Yesterday I said I might follow up my reflections on the Trinity at a later date. Well, today is that later date. What can I say, when the bit is in my mouth, I can't help but to chomp it.
So, I thought today I might offer some reflections on the spousal relationships that each Person of the Trinity has with man. There are three. Each Person, Father, Son and Holy Spirit, has a different spouse, and I think reflecting on this is a worthwhile endeavor.
Who are their spouses, you ask? Well, the Father's spouse is the nation of Israel. We see this very clearly in the Old Testament. The Son's spouse is the Church, whom He often refers to as His Bride in the New Testament. The Holy Spirit's spouse is the Blessed Virgin, Mary, through whom the Incarnation, conceived in her womb by the Spirit, was given to us.
So, let's take a closer look.
By Israel, we should not mean only the historical nation of Israel, as it arose in the Old Testament. The reason we can't mean this is because the Father didn't make a covenant with only the nation. In fact, the Father made five distinct covenants in the Old Testament.

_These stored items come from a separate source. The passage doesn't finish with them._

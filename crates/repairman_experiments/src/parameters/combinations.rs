use repairman_core::scenario::ScenarioParams;

use super::ParameterSpace;

/// A single point of the parameter grid.
#[derive(Debug, Clone, Copy, PartialEq)]
pub(super) struct ParameterCombination {
    pub failure_rate: f64,
    pub repair_rate: f64,
    pub num_machines: usize,
    pub num_repairmen: usize,
}

impl ParameterCombination {
    pub fn apply_to(&self, base: &ScenarioParams) -> ScenarioParams {
        let mut params = base.clone();
        params.failure_rate = self.failure_rate;
        params.repair_rate = self.repair_rate;
        params.num_machines = self.num_machines;
        params.num_repairmen = self.num_repairmen;
        params
    }

    /// Bit-exact key for de-duplicating sampled combinations.
    pub fn key(&self) -> (u64, u64, usize, usize) {
        (
            self.failure_rate.to_bits(),
            self.repair_rate.to_bits(),
            self.num_machines,
            self.num_repairmen,
        )
    }
}

/// Per-dimension value lists with empty dimensions filled from the base params.
pub(super) struct ParameterVariations {
    pub failure_rates: Vec<f64>,
    pub repair_rates: Vec<f64>,
    pub num_machines: Vec<usize>,
    pub num_repairmen: Vec<usize>,
}

fn or_base<T: Clone>(values: &[T], base: T) -> Vec<T> {
    if values.is_empty() {
        vec![base]
    } else {
        values.to_vec()
    }
}

impl ParameterVariations {
    pub fn from_space(space: &ParameterSpace) -> Self {
        Self {
            failure_rates: or_base(&space.failure_rates, space.base.failure_rate),
            repair_rates: or_base(&space.repair_rates, space.base.repair_rate),
            num_machines: or_base(&space.num_machines, space.base.num_machines),
            num_repairmen: or_base(&space.num_repairmen, space.base.num_repairmen),
        }
    }

    /// Cartesian product, machines varying slowest and repair rate fastest.
    pub fn generate_combinations(&self) -> impl Iterator<Item = ParameterCombination> + '_ {
        self.num_machines.iter().flat_map(move |&num_machines| {
            self.num_repairmen.iter().flat_map(move |&num_repairmen| {
                self.failure_rates.iter().flat_map(move |&failure_rate| {
                    self.repair_rates
                        .iter()
                        .map(move |&repair_rate| ParameterCombination {
                            failure_rate,
                            repair_rate,
                            num_machines,
                            num_repairmen,
                        })
                })
            })
        })
    }

    pub fn combination_count(&self) -> usize {
        self.failure_rates.len()
            * self.repair_rates.len()
            * self.num_machines.len()
            * self.num_repairmen.len()
    }
}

Before we get to those, though, it is important to note what a covenant is. A covenant is a contract, but not just any kind of contract. It's not like a business contract, wherein two parties make a deal, that has responsibilities attached to it, and there is a legal obligation to fulfill these responsibilities, but at the end of the day, when the contract is fulfilled, the two parties go their separate ways and that's that. No, a covenant is the kind of contract that creates family, and lasts forever. So, whenever we talk about a covenantal relationship in the Bible, we're talking about a contract that God is making with man in order to bring man into a familial relationship with Himself, to share His inner life with us.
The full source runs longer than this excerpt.